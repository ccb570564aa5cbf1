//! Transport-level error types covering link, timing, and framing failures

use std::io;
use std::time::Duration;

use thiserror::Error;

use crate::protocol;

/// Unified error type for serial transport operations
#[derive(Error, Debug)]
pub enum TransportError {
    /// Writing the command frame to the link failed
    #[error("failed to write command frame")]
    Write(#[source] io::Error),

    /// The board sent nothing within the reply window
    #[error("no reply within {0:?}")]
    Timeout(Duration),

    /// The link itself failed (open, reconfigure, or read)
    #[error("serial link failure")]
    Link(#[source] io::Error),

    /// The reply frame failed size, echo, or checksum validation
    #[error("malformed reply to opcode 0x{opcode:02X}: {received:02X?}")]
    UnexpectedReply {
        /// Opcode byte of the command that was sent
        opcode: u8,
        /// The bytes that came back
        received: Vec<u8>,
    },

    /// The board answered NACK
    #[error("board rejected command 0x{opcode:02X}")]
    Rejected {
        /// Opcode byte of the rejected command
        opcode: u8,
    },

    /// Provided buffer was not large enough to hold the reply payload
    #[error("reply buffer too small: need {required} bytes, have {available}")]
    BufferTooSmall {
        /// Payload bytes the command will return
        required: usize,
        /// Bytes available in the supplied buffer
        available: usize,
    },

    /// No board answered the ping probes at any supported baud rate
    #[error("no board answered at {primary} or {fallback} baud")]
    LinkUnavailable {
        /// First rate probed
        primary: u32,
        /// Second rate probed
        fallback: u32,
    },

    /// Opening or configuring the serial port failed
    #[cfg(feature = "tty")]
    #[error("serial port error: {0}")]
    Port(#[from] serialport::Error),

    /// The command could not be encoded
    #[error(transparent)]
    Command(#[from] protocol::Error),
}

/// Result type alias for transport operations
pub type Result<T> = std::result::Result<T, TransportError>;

━━━━━━━━━━━━━━━━━━━━━━━━━━━━━━

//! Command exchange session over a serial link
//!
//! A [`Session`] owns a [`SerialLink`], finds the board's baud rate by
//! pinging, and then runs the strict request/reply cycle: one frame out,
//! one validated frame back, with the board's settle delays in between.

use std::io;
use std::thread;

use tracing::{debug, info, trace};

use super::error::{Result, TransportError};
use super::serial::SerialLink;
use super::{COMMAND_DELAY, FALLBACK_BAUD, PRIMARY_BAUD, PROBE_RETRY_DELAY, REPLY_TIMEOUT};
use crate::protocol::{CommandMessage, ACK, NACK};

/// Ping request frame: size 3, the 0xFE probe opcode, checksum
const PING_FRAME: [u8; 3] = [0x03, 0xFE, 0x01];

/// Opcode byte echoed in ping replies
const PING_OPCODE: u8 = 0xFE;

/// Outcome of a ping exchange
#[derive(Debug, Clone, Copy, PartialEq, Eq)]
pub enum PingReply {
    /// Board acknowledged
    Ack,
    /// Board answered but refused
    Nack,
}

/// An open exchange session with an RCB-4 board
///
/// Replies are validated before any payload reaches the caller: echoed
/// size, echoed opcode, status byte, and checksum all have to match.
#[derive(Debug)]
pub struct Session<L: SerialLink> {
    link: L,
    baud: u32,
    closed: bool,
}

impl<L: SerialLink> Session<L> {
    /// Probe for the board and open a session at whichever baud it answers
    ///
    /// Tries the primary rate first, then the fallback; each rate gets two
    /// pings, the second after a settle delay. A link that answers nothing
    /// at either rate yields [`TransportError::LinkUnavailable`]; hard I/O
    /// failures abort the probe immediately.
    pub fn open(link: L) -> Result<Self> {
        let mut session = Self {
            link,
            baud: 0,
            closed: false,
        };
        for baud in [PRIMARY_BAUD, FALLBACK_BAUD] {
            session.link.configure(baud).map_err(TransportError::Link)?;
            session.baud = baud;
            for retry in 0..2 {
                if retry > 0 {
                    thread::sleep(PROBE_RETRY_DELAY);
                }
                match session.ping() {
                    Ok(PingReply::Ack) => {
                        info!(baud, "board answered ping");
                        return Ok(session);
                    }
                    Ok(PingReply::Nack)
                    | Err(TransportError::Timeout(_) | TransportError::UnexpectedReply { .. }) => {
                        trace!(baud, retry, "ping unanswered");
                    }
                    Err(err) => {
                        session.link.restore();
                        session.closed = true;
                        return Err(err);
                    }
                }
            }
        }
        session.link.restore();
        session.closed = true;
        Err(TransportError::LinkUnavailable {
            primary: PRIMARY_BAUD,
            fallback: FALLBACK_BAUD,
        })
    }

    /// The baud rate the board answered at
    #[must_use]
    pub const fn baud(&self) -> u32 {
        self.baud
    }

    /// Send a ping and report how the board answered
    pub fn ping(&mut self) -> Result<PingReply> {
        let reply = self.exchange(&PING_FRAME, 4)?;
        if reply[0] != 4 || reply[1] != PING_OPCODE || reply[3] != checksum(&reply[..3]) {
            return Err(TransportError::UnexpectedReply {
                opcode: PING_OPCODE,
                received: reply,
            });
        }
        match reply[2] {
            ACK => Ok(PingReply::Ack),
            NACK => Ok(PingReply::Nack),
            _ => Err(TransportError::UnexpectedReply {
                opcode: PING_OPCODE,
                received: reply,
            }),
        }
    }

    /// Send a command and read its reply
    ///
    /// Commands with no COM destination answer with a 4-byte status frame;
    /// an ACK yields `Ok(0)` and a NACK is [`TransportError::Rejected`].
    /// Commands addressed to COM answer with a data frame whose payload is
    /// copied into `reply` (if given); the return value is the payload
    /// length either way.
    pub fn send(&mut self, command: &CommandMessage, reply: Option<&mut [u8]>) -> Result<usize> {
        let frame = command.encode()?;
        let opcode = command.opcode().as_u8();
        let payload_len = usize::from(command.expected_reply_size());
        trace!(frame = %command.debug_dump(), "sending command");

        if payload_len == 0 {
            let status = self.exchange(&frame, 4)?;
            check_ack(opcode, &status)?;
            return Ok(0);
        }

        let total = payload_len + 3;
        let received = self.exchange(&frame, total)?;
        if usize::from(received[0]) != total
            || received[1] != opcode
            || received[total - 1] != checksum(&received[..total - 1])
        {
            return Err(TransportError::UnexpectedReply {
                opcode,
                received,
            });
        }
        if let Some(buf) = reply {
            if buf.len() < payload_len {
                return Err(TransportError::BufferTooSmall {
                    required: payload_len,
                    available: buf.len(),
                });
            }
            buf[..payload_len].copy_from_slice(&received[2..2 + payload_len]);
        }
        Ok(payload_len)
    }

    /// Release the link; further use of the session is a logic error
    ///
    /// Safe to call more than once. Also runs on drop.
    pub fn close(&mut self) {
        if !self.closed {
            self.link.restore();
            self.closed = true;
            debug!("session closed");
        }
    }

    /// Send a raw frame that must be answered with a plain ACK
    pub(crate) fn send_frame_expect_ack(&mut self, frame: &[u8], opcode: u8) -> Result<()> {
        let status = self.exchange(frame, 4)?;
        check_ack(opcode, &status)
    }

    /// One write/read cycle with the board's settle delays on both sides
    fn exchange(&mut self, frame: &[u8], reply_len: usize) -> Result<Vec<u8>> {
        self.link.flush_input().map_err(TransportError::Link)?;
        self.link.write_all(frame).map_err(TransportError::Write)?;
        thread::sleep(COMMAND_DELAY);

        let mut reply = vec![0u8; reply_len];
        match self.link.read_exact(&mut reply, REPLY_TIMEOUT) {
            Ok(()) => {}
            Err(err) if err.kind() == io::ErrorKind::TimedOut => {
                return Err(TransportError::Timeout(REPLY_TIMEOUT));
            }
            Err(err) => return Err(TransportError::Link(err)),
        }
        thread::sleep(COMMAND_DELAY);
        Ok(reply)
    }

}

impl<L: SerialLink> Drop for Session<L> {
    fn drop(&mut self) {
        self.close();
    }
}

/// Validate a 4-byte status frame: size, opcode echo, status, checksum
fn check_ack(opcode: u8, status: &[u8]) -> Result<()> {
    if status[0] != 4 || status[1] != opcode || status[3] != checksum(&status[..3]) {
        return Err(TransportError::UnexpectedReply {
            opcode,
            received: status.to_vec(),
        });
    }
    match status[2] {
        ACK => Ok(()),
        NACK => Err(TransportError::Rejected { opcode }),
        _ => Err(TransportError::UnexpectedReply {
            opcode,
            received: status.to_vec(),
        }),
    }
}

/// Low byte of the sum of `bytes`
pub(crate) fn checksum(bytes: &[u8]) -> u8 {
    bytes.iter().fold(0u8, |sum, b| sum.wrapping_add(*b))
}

━━━━━━━━━━━━━━━━━━━━━━━━━━━━━━

Task to complete -
Above are some lines. Repeat exactly, and only, those from the line that has "let payload_len = usize::from(command.expected_reply_size());" through the line that has "let received = self.exchange(&frame, total)?;".

Answer to this problem -
        let payload_len = usize::from(command.expected_reply_size());
        trace!(frame = %command.debug_dump(), "sending command");

        if payload_len == 0 {
            let status = self.exchange(&frame, 4)?;
            check_ack(opcode, &status)?;
            return Ok(0);
        }

        let total = payload_len + 3;
        let received = self.exchange(&frame, total)?;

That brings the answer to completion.